## What needs to be done
Your answer should consist only of the lines below from the one with "fn env_key(key_path: &str)" through the one with "let file_path = config_file_path", copied exactly.

## Supplied material

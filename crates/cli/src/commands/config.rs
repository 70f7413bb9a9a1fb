use std::env;
use std::fs;
use std::path::{Path, PathBuf};

use deckyard_core::config::{AppConfig, LoadOptions};
use toml::Value;

pub fn run(config_path: Option<&Path>) -> String {
    let options = LoadOptions {
        config_path: config_path.map(Path::to_path_buf),
        require_file: config_path.is_some(),
        ..LoadOptions::default()
    };
    let config = match AppConfig::load(options) {
        Ok(config) => config,
        Err(error) => return format!("config validation failed: {error}"),
    };

    let file_path = config_path.map(Path::to_path_buf).or_else(detect_config_path);
    let file_doc = load_config_file_doc(file_path.as_deref());
    let source = |key: &str| field_source(key, file_doc.as_ref(), file_path.as_deref());

    let scopes = if config.proposal.company_scopes.is_empty() {
        "<all>".to_string()
    } else {
        config.proposal.company_scopes.join(", ")
    };
    let binary = config
        .conversion
        .binary
        .as_ref()
        .map(|path| path.display().to_string())
        .unwrap_or_else(|| "<discover soffice/libreoffice on PATH>".to_string());

    let fields: Vec<(&str, String)> = vec![
        ("storage.root", config.storage.root.display().to_string()),
        ("storage.catalog_file", config.storage.catalog_file.clone()),
        ("conversion.binary", binary),
        ("conversion.max_concurrent", config.conversion.max_concurrent.to_string()),
        ("conversion.timeout_secs", config.conversion.timeout_secs.to_string()),
        ("proposal.output_dir", config.proposal.output_dir.display().to_string()),
        ("proposal.premium_series", config.proposal.premium_series.clone()),
        ("proposal.currency", config.proposal.currency.clone()),
        ("proposal.vat_rate", config.proposal.vat_rate.to_string()),
        ("proposal.fallback_upload_fee", config.proposal.fallback_upload_fee.to_string()),
        ("proposal.municipality_fee", config.proposal.municipality_fee.to_string()),
        ("proposal.fetch_timeout_secs", config.proposal.fetch_timeout_secs.to_string()),
        ("proposal.render_parallelism", config.proposal.render_parallelism.to_string()),
        ("proposal.company_scopes", scopes),
        ("database.url", config.database.url.clone()),
        ("database.max_connections", config.database.max_connections.to_string()),
        ("database.timeout_secs", config.database.timeout_secs.to_string()),
        ("logging.level", config.logging.level.clone()),
        ("logging.format", format!("{:?}", config.logging.format).to_lowercase()),
    ];

    let mut lines = vec!["effective config (source precedence: env > file > default):".to_string()];
    lines.extend(fields.iter().map(|(key, value)| render_line(key, value, source(key))));
    lines.join("\n")
}

fn detect_config_path() -> Option<PathBuf> {
    [PathBuf::from("deckyard.toml"), PathBuf::from("config/deckyard.toml")]
        .into_iter()
        .find(|path| path.exists())
}

fn load_config_file_doc(path: Option<&Path>) -> Option<Value> {
    let raw = fs::read_to_string(path?).ok()?;
    raw.parse::<Value>().ok()
}

/// `storage.root` is overridden by `DECKYARD_STORAGE_ROOT`, and so on.
fn env_key(key_path: &str) -> String {
    format!("DECKYARD_{}", key_path.replace('.', "_").to_ascii_uppercase())
}

fn field_source(key_path: &str, config_file_doc: Option<&Value>, config_file_path: Option<&Path>) -> String {
    let env_key = env_key(key_path);
    if env::var_os(&env_key).is_some() {
        return format!("env ({env_key})");
    }

    if let Some(doc) = config_file_doc {
        if contains_path(doc, key_path) {
            let file_path = config_file_path
                .map(|path| path.display().to_string())
                .unwrap_or_else(|| "config file".to_string());
            return format!("file ({file_path})");
        }
    }

    "default".to_string()
}

fn contains_path(root: &Value, key_path: &str) -> bool {
    let mut current = root;
    for key in key_path.split('.') {
        let Some(next) = current.get(key) else {
            return false;
        };
        current = next;
    }
    true
}

fn render_line(key: &str, value: &str, source: String) -> String {
    format!("- {key} = {value} (source: {source})")
}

## Answer area
fn env_key(key_path: &str) -> String {
    format!("DECKYARD_{}", key_path.replace('.', "_").to_ascii_uppercase())
}

fn field_source(key_path: &str, config_file_doc: Option<&Value>, config_file_path: Option<&Path>) -> String {
    let env_key = env_key(key_path);
    if env::var_os(&env_key).is_some() {
        return format!("env ({env_key})");
    }

    if let Some(doc) = config_file_doc {
        if contains_path(doc, key_path) {
            let file_path = config_file_path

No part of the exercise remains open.